Train and test datasets

Performing analysis before partitioning the dataset is a major error, that can lead to incorrect conclusions.

We will reserve \( 80 \% \) of our dataset for training and \( 20 \% \) for testing.

It is important that the train and test datasets are drawn randomly from our dataset, to ensure no bias in the sampling. Say you are taking measurements of weather data to predict the weather in the coming 5 days. You don't want to train your model on measurements taken from the hours 00.00 to 12.00, and then test it on data collected from 12.00 to 24.00.

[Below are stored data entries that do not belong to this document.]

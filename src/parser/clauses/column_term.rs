use crate::model::AggregateFunction;
use crate::parser::clauses::TextCollector;
use crate::parser::{ParseError, QueryCursor};

/// A `[AGG(] [table.]column | * [)]` term as it appears in the SELECT list,
/// conditions, GROUP BY and ORDER BY. Only the five standard aggregates are
/// recognized; any other function name fails the parse.
#[derive(Debug, Clone, PartialEq)]
pub struct ColumnTerm {
    pub table_ref: Option<String>,
    pub aggregate: Option<AggregateFunction>,
    pub column: String,
}

impl ColumnTerm {
    pub fn parse(cursor: &mut QueryCursor, allow_wildcard: bool) -> Result<Self, ParseError> {
        cursor.next_non_whitespace();
        let pivot = cursor.position;

        if cursor.current() == '*' {
            if !allow_wildcard {
                return ParseError::new("wildcard is not allowed here", pivot, cursor).err();
            }
            cursor.next();
            return Ok(Self { table_ref: None, aggregate: None, column: "*".to_string() });
        }

        if cursor.current() == '(' {
            return ParseError::new("unsupported parenthesized expression", pivot, cursor).err();
        }

        let word = TextCollector::collect(cursor)?;

        if cursor.current() == '(' {
            let Some(aggregate) = AggregateFunction::from_name(&word) else {
                return ParseError::new(&format!("unsupported function '{}'", word), pivot, cursor)
                    .err();
            };

            cursor.next();
            cursor.paren_depth += 1;
            cursor.next_non_whitespace();

            let (table_ref, column) = Self::parse_reference(cursor, true)?;

            cursor.next_non_whitespace();
            if cursor.current() != ')' {
                return ParseError::new("expected ')' after aggregate argument", pivot, cursor)
                    .err();
            }
            cursor.paren_depth -= 1;
            cursor.next();

            return Ok(Self { table_ref, aggregate: Some(aggregate), column });
        }

        let (table_ref, column) = Self::finish_reference(cursor, word, allow_wildcard)?;
        Ok(Self { table_ref, aggregate: None, column })
    }

    fn parse_reference(
        cursor: &mut QueryCursor,
        allow_wildcard: bool,
    ) -> Result<(Option<String>, String), ParseError> {
        if cursor.current() == '*' {
            if !allow_wildcard {
                return ParseError::new("wildcard is not allowed here", cursor.position, cursor)
                    .err();
            }
            cursor.next();
            return Ok((None, "*".to_string()));
        }

        let word = TextCollector::collect(cursor)?;
        Self::finish_reference(cursor, word, allow_wildcard)
    }

    fn finish_reference(
        cursor: &mut QueryCursor,
        word: String,
        allow_wildcard: bool,
    ) -> Result<(Option<String>, String), ParseError> {
        if cursor.current() != '.' {
            return Ok((None, word));
        }
        cursor.next();

        if cursor.current() == '*' {
            if !allow_wildcard {
                return ParseError::new("wildcard is not allowed here", cursor.position, cursor)
                    .err();
            }
            cursor.next();
            return Ok((Some(word), "*".to_string()));
        }

        let column = TextCollector::collect(cursor)?;
        Ok((Some(word), column))
    }
}
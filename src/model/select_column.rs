use serde::{Deserialize, Serialize};

use crate::model::AggregateFunction;

/// One item of the SELECT list. `column == "*"` selects all columns,
/// optionally qualified by `table_ref`.
#[derive(Debug, Clone, PartialEq, Serialize, Deserialize)]
pub struct SelectColumn {
    pub table_ref: Option<String>,
    pub column: String,
    pub alias: Option<String>,
    pub aggregate: Option<AggregateFunction>,
}

impl SelectColumn {
    pub fn named(column: &str) -> Self {
        Self {
            table_ref: None,
            column: column.to_string(),
            alias: None,
            aggregate: None,
        }
    }
}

from sklearn.model_selection import train_test_split

# one-liner from scikit-learn library
train_size = 0.8
test_size = 1 - train_size
X_train, X_test, Y_train, Y_test = train_test_split(inputs, labels, train_size=train_size,
                                                    test_size=test_size)

# equivalently in numpy
def train_test_split_numpy(inputs, labels, train_size, test_size):
    n_inputs = len(inputs)
    inputs_shuffled = inputs.copy()
    labels_shuffled = labels.copy()
    
    np.random.shuffle(inputs_shuffled)
    np.random.shuffle(labels_shuffled)
    
    train_end = int(n_inputs*train_size)
    X_train, X_test = inputs_shuffled[:train_end], inputs_shuffled[train_end:]
    Y_train, Y_test = labels_shuffled[:train_end], labels_shuffled[train_end:]
    
    return X_train, X_test, Y_train, Y_test

#X_train, X_test, Y_train, Y_test = train_test_split_numpy(inputs, labels, train_size, test_size)

print("Number of training images: " + str(len(X_train)))
print("Number of test images: " + str(len(X_test)))